## Try it
Working from the listing below, pick each line containing the word "text" and copy it.

## Exercise input
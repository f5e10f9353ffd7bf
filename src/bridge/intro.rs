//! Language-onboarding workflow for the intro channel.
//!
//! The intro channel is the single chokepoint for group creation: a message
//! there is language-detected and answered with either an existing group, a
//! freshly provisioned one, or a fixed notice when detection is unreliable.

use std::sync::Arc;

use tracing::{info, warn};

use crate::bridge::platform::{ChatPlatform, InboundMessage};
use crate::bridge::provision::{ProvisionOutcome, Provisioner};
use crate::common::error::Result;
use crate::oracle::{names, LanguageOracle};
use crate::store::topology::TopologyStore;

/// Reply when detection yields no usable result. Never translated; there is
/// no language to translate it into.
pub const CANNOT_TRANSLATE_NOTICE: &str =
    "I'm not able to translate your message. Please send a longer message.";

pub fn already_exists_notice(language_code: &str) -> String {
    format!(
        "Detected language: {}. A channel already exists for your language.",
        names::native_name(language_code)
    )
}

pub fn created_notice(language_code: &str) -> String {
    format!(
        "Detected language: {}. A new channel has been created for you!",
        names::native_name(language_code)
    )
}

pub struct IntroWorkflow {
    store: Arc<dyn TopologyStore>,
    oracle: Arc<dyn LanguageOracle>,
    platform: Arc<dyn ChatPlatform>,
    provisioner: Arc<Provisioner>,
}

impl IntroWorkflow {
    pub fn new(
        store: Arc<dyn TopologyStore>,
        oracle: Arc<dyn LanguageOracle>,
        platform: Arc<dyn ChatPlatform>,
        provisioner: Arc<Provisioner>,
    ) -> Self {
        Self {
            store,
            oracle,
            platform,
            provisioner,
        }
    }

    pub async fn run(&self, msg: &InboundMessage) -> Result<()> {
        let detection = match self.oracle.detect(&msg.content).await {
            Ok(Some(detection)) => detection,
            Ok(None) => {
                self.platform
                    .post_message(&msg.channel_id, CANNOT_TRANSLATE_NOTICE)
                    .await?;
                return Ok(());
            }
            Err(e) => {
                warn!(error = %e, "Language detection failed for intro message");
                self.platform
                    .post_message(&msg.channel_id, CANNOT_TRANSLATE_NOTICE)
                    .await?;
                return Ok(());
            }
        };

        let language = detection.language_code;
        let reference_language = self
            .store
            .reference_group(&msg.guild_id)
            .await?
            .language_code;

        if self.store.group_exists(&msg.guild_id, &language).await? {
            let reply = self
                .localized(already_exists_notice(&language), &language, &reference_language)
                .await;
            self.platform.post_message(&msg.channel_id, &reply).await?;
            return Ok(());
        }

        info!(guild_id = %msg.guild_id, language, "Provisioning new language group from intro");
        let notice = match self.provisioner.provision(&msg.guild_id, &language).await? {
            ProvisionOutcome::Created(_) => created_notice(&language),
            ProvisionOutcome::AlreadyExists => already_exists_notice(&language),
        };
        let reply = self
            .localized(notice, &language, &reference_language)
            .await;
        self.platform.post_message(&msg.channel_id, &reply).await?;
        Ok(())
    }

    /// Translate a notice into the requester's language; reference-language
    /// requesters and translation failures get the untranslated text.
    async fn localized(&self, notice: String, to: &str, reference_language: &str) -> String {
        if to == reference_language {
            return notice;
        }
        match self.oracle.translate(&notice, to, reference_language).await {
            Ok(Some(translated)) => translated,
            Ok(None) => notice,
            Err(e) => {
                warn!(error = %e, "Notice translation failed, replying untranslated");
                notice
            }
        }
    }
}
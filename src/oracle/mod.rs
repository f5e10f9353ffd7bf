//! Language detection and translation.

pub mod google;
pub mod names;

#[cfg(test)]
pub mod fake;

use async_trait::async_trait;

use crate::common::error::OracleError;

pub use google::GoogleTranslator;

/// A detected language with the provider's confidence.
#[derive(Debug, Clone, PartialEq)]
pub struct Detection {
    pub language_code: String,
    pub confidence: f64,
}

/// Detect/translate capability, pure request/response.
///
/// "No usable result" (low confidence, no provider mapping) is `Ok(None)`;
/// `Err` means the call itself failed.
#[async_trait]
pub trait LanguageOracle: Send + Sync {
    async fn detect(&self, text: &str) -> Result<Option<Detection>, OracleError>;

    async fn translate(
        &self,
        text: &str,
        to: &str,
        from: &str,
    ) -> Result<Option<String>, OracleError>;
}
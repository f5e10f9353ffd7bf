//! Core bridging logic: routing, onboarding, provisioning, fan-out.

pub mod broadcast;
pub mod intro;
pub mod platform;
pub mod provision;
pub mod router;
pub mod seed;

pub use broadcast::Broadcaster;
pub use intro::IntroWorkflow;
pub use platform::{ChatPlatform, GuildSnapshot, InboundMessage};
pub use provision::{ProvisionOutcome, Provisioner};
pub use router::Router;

## Exercise result
    /// requesters and translation failures get the untranslated text.
    async fn detect(&self, text: &str) -> Result<Option<Detection>, OracleError>;
        text: &str,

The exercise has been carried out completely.